We hear a lot from talking heads about the important issues of this election year.
But if you want to know what artists think, visit the digital art gallery on CNN’s website. (To get there, go to cnn.com, click on Opinion and then on the image labeled Illustrating Power.)
The display marks the second time CNN has invited artists to participate in a digital project. Last year, it posted “9/11 Ripple,” a gallery of artists’ ideas about the ripple effect of the 9/11 attacks.
With the 2012 election nearing, CNN invited an international group of artists to comment on the theme of power. The 21 participants include Peregrine Honig of Kansas City, whose “Bed of Roses” appears with six other works in a section headed Power Struggle.
Honig’s watercolor and ink painting depicts a nude young woman lying on her back. Blood flows over her torso as a cloud of multicolored roses, tethered to her navel like a parachute, hovers in the air above her.
Honig’s statement about the piece, which ties the image to abortion rights, appears below it.
In 2011, Honig showed a picture of two beeswax heads, titled “Twins,” in “9/11 Ripple.”
“It had nothing to do with politics,” she said in a recent interview. The words accompanying the piece invoked the assassination of President John F. Kennedy.
This time around was different, Honig said. The CNN organizers contacted her and asked her to defend her use of nudity in “Bed of Roses.”
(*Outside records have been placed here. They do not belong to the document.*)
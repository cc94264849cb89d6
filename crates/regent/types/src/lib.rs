//! Regent Types - shared vocabulary for the record governance engine
//!
//! Every governed write flows through the same vocabulary: an actor with a
//! [`Role`] performs an [`Operation`] on a [`Record`] of some [`RecordType`],
//! and the engine answers with a [`Decision`]. These types carry no behavior
//! beyond what is needed to state the question and the answer; the policy
//! tables, immutability rules, workflow graphs, and capacity ledgers that
//! produce the answers live in their own crates.

#![deny(unsafe_code)]

pub mod decision;
pub mod record;
pub mod role;

pub use decision::{Decision, FieldDecision, RecordFilter, ViolationMode};
pub use record::{ActorId, Record, RecordData, RecordId, RecordType, Status};
pub use role::{FieldOperation, Operation, Role};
“It was an image I drew a while ago,” she said. “It’s definitely about fertility and dying and all these things that have to do with women’s rights. I didn’t want it to be so blatant, but in order to defend it I had to be more and more specific. Where I was just giving an overall idea of blooming, I ended up having to make it very clear that I didn’t want abortion to be illegal, because I didn’t want women to die from illegal abortions.
“I don’t consider myself to be an artist who’s dealing with political issues,” she added. “I usually avoid it completely, but I felt it was a really good opportunity to talk about women’s rights.”
Honig confessed that initially she was nervous about taking such a public stance. But no more.
“The minute the Todd Akin thing came out I was so happy I had taken the risk,” she said. “This is not about Republicans and Democrats. This is about once somebody decides that you have to give birth, there’s no gray area any more. It’s not whether or not you have an abortion. Forcing someone into motherhood is not healthy for anyone.”
Other artists address topics ranging from the power of the president’s red telephone, to the influence of corporate donors, to the impact and reliability of public polls, a subject thoughtfully and humorously explored in a video work by New York-based performance artist Liz Magic Laser.
The works are presented under five “power” headings, including Collective Power, Power of Authority, Personal Power and Origins of Power. The latter is entirely devoted to the handwritten illustrated text works of New York artist William Powhida, who explores “the ways in which people exercise, submit to and resist power.”
Powhida, Honig and others don’t mince words. Artist Noah Fischer nails the great American preoccupation of this election year.
“A struggle with money is at the core of most American lives,” he writes in the statement accompanying his video, “The Power of Gold.”